- [Task] Within the lines below, find those that hold the string "windows" and copy each one.

- [Source records]
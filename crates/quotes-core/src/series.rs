//! Derived slices of an already-fetched [`TimeSeries`].

use serde::{Deserialize, Serialize};

use crate::error::{QuoteError, Result};
use crate::types::TimeSeries;

/// Supported "most recent N days" windows.
#[derive(Clone, Copy, Debug, PartialEq, Eq, Hash, Serialize, Deserialize)]
pub enum SeriesWindow {
    /// Last 7 points.
    Last7,
    /// Last 15 points.
    Last15,
    /// Last 30 points.
    Last30,
}

impl SeriesWindow {
    /// Returns the number of points in the window.
    #[must_use]
    pub const fn days(&self) -> usize {
        match self {
            Self::Last7 => 7,
            Self::Last15 => 15,
            Self::Last30 => 30,
        }
    }

    /// Resolves a window from a day count.
    pub fn from_days(days: usize) -> Result<Self> {
        match days {
            7 => Ok(Self::Last7),
            15 => Ok(Self::Last15),
            30 => Ok(Self::Last30),
            other => Err(QuoteError::Validation(format!(
                "Unsupported window: last {other} (expected 7, 15 or 30)"
            ))),
        }
    }
}

/// Returns the `n` most recent points of `series`.
///
/// Fails with [`QuoteError::Validation`] when `n` is zero. A window larger
/// than the series returns the whole series.
pub fn last_n(series: &TimeSeries, n: usize) -> Result<TimeSeries> {
    if n == 0 {
        return Err(QuoteError::Validation(
            "Window size must be positive".to_string(),
        ));
    }
    Ok(series.truncated(n))
}

#[cfg(test)]
mod tests {
    use super::*;
    use crate::request::SeriesInterval;
    use crate::types::{Symbol, TimeSeriesPoint};
    use chrono::{Days, NaiveDate};

    /// Builds a series whose payload order is ascending by date.
    fn ascending_series(len: u64) -> TimeSeries {
        let start = NaiveDate::from_ymd_opt(2024, 1, 1).unwrap();
        let points = (0..len)
            .map(|i| {
                let px = 100.0 + i as f64;
                TimeSeriesPoint::new(start + Days::new(i), px, px, px, px, i * 10)
            })
            .collect();
        let symbol = Symbol::parse("AAPL").unwrap();
        TimeSeries::new(symbol, SeriesInterval::Daily, points)
    }

    #[test]
    fn test_zero_window_rejected() {
        let err = last_n(&ascending_series(5), 0).unwrap_err();
        assert_eq!(err.status_code(), 400);
    }

    #[test]
    fn test_oversized_window_returns_all() {
        let series = ascending_series(5);
        assert_eq!(last_n(&series, 30).unwrap(), series);
    }

    #[test]
    fn test_last_seven_is_prefix_of_last_thirty() {
        let series = ascending_series(40);
        let seven = last_n(&series, 7).unwrap();
        let thirty = last_n(&series, 30).unwrap();

        assert_eq!(seven.len(), 7);
        assert_eq!(thirty.len(), 30);
        assert_eq!(seven.points(), &thirty.points()[..7]);

        let expected = NaiveDate::from_ymd_opt(2024, 2, 9).unwrap();
        assert_eq!(seven.latest().unwrap().date, expected);
        assert!(seven.points().windows(2).all(|w| w[0].date > w[1].date));
    }

    #[test]
    fn test_window_days() {
        assert_eq!(SeriesWindow::from_days(15).unwrap(), SeriesWindow::Last15);
        assert_eq!(SeriesWindow::Last30.days(), 30);
        assert!(SeriesWindow::from_days(10).is_err());
    }
}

- [Answer section]
/// Supported "most recent N days" windows.
        assert!(seven.points().windows(2).all(|w| w[0].date > w[1].date));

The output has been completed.